Fortunately, there is legislation before Congress which would solve the problem. It’s called the Employee Rights Act (ERA), a bill reintroduced by Sen. Orrin Hatch (R-UT) and Rep. Tom Price (R-GA) to update American labor law for the first time since the 1940s. The ERA is now co-sponsored by more than 120 Senators and members in Congress. It has been endorsed repeatedly on the 2016 campaign trail.

Its goal is simple: Protect employees by democratizing the workplace. This includes federally supervised secret ballot elections with no exceptions.

The ERA would also allow union members – about 40 percent of whom vote Republican in any given election cycle – to opt out of funding Big Labor’s political advocacy budget, which overwhelmingly supports pro-Democrat consulting firms, left-wing think tanks, and other liberal special interest groups. (A recent Center for Union Facts analysis found that Big Labor sent almost $420 million to these groups from 2012 to 2014.)

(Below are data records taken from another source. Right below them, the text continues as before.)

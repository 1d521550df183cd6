use std::{
    sync::{
        Arc, Mutex,
        atomic::{AtomicBool, Ordering},
        mpsc,
    },
    thread,
    time::{Duration, Instant},
};

use crate::{
    animation::{
        schedule::{AnimationSettings, FrameSchedule, Pacing},
        state::{AnimationState, Animator},
    },
    foundation::error::{ChernoffError, ChernoffResult},
};

/// Outcome of one animation run.
#[derive(Clone, Copy, Debug, PartialEq, Eq)]
pub struct AnimationReport {
    /// Frames delivered to the animator.
    pub frames: u64,
    /// Wall-clock time from the first frame to the end of the last wait.
    pub elapsed: Duration,
    /// True when the run stopped early because its token was cancelled.
    pub cancelled: bool,
}

/// Cooperative stop signal, checked between frames.
#[derive(Clone, Debug, Default)]
pub struct CancelToken(Arc<AtomicBool>);

impl CancelToken {
    pub fn new() -> Self {
        Self::default()
    }

    pub fn cancel(&self) {
        self.0.store(true, Ordering::Release);
    }

    pub fn is_cancelled(&self) -> bool {
        self.0.load(Ordering::Acquire)
    }
}

/// Marks the driver idle again when a run ends, including by panic.
struct CompletionGuard(Arc<AtomicBool>);

impl Drop for CompletionGuard {
    fn drop(&mut self) {
        self.0.store(true, Ordering::Release);
    }
}

/// Plays interpolated states into an [`Animator`] in real time.
///
/// A driver runs at most one animation at a time. [`AnimationDriver::is_complete`] is true while
/// idle and false for exactly the span of a run.
#[derive(Debug)]
pub struct AnimationDriver<A> {
    animator: Arc<Mutex<A>>,
    settings: AnimationSettings,
    complete: Arc<AtomicBool>,
}

impl<A> AnimationDriver<A> {
    pub fn new(animator: A) -> Self {
        Self::with_settings(animator, AnimationSettings::default())
    }

    pub fn with_settings(animator: A, settings: AnimationSettings) -> Self {
        Self {
            animator: Arc::new(Mutex::new(animator)),
            settings,
            complete: Arc::new(AtomicBool::new(true)),
        }
    }

    pub fn settings(&self) -> AnimationSettings {
        self.settings
    }

    /// Shared handle to the animator; locked by the driver only while a frame is delivered.
    pub fn animator(&self) -> Arc<Mutex<A>> {
        Arc::clone(&self.animator)
    }

    pub fn is_complete(&self) -> bool {
        self.complete.load(Ordering::Acquire)
    }

    fn claim(&self) -> ChernoffResult<CompletionGuard> {
        self.complete
            .compare_exchange(true, false, Ordering::AcqRel, Ordering::Acquire)
            .map_err(|_| {
                ChernoffError::animation("an animation is already running on this driver")
            })?;
        Ok(CompletionGuard(Arc::clone(&self.complete)))
    }

    /// Play `start -> end` over `duration`, blocking until the last frame's wait has elapsed.
    #[tracing::instrument(
        skip_all,
        fields(fps = self.settings.fps.get(), duration_ms = duration.as_millis() as u64)
    )]
    pub fn run_sync<S>(
        &self,
        start: &S,
        end: &S,
        duration: Duration,
    ) -> ChernoffResult<AnimationReport>
    where
        S: AnimationState,
        A: Animator<S>,
    {
        self.run_sync_until(start, end, duration, &CancelToken::new())
    }

    /// Like [`AnimationDriver::run_sync`], stopping early once `cancel` fires.
    pub fn run_sync_until<S>(
        &self,
        start: &S,
        end: &S,
        duration: Duration,
        cancel: &CancelToken,
    ) -> ChernoffResult<AnimationReport>
    where
        S: AnimationState,
        A: Animator<S>,
    {
        let schedule = FrameSchedule::new(self.settings.fps, duration)?;
        let _guard = self.claim()?;
        drive(&self.animator, start, end, schedule, self.settings.pacing, cancel)
    }

    /// Play `start -> end` on a background thread and return immediately.
    ///
    /// The driver reports incomplete from the moment this returns until the run ends.
    #[tracing::instrument(
        skip_all,
        fields(fps = self.settings.fps.get(), duration_ms = duration.as_millis() as u64)
    )]
    pub fn run_async<S>(
        &self,
        start: S,
        end: S,
        duration: Duration,
    ) -> ChernoffResult<AnimationHandle>
    where
        S: AnimationState + Send + 'static,
        A: Animator<S> + Send + 'static,
    {
        let schedule = FrameSchedule::new(self.settings.fps, duration)?;
        let guard = self.claim()?;

        let cancel = CancelToken::new();
        let (tx, rx) = mpsc::channel();
        let animator = Arc::clone(&self.animator);
        let pacing = self.settings.pacing;
        let token = cancel.clone();

        let thread = thread::Builder::new()
            .name("chernoff-animation".to_string())
            .spawn(move || {
                let result = {
                    let _guard = guard;
                    drive(&animator, &start, &end, schedule, pacing, &token)
                };
                // The handle may already be gone; the flag carries completion either way.
                let _ = tx.send(result);
            })
            .map_err(|e| {
                ChernoffError::animation(format!("failed to spawn animation thread: {e}"))
            })?;

        Ok(AnimationHandle {
            complete: Arc::clone(&self.complete),
            cancel,
            done: rx,
            thread: Some(thread),
        })
    }
}

/// Handle to a background run started by [`AnimationDriver::run_async`].
///
/// Dropping the handle detaches the run; it still finishes and flips the driver's completion
/// flag.
#[derive(Debug)]
pub struct AnimationHandle {
    complete: Arc<AtomicBool>,
    cancel: CancelToken,
    done: mpsc::Receiver<ChernoffResult<AnimationReport>>,
    thread: Option<thread::JoinHandle<()>>,
}

impl AnimationHandle {
    pub fn is_complete(&self) -> bool {
        self.complete.load(Ordering::Acquire)
    }

    /// Ask the run to stop before its next frame.
    pub fn cancel(&self) {
        self.cancel.cancel();
    }

    pub fn cancel_token(&self) -> CancelToken {
        self.cancel.clone()
    }

    /// Block until the run ends and return its report or the animator's error.
    pub fn wait(mut self) -> ChernoffResult<AnimationReport> {
        let result = self.done.recv();
        if let Some(thread) = self.thread.take() {
            thread
                .join()
                .map_err(|_| ChernoffError::animation("animation thread panicked"))?;
        }
        result.map_err(|_| ChernoffError::animation("animation thread exited without a result"))?
    }
}

fn drive<S, A>(
    animator: &Mutex<A>,
    start: &S,
    end: &S,
    schedule: FrameSchedule,
    pacing: Pacing,
    cancel: &CancelToken,
) -> ChernoffResult<AnimationReport>
where
    S: AnimationState,
    A: Animator<S>,
{
    let delay = schedule.frame_delay();
    let delay_ms = schedule.fps().frame_delay_ms();
    let began = Instant::now();
    let mut frames = 0u64;

    for tick in schedule {
        if cancel.is_cancelled() {
            tracing::info!(frames, "animation cancelled");
            return Ok(AnimationReport {
                frames,
                elapsed: began.elapsed(),
                cancelled: true,
            });
        }

        let state = S::interpolate(start, end, tick.t);
        {
            let mut animator = animator
                .lock()
                .map_err(|_| ChernoffError::animation("animator lock poisoned"))?;
            animator.animate(&state)?;
        }
        frames += 1;
        tracing::debug!(index = tick.index, t = tick.t, "frame delivered");

        match pacing {
            Pacing::FixedDelay => thread::sleep(delay),
            Pacing::Deadline => {
                let deadline =
                    began + Duration::from_millis(delay_ms.saturating_mul(tick.index + 1));
                let now = Instant::now();
                if let Some(wait) = deadline.checked_duration_since(now) {
                    thread::sleep(wait);
                } else {
                    tracing::warn!(
                        index = tick.index,
                        behind_ms = now.duration_since(deadline).as_millis() as u64,
                        "animation fell behind schedule"
                    );
                }
            }
        }
    }

    let elapsed = began.elapsed();
    tracing::info!(frames, elapsed_ms = elapsed.as_millis() as u64, "animation complete");
    Ok(AnimationReport {
        frames,
        elapsed,
        cancelled: false,
    })
}

#[cfg(test)]
#[path = "../../tests/unit/animation/driver.rs"]
mod tests;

And the bill would require periodic re-certification votes to ensure that employees are completely satisfied with their union representation. Less than 10 percent of union members ever voted for the union now “representing” them, showing that many unions today are a relic of the past – left over long after the workplace has experienced massive turnover. As Sen. Shirkey notes, “it’s nearly impossible to change representation” or get rid of it altogether once a union infiltrates the workplace.

The ERA would remedy this injustice without attacking collective bargaining.

Recent polls suggest union members want change: The ERA’s key provisions hover around 80 percent approval among those in union households. The federal criminalization of union violence – another ERA mandate – is supported by almost 90 percent of these employees.

American workers deserve better – and they know it. It’s time to pass the Employee Rights Act.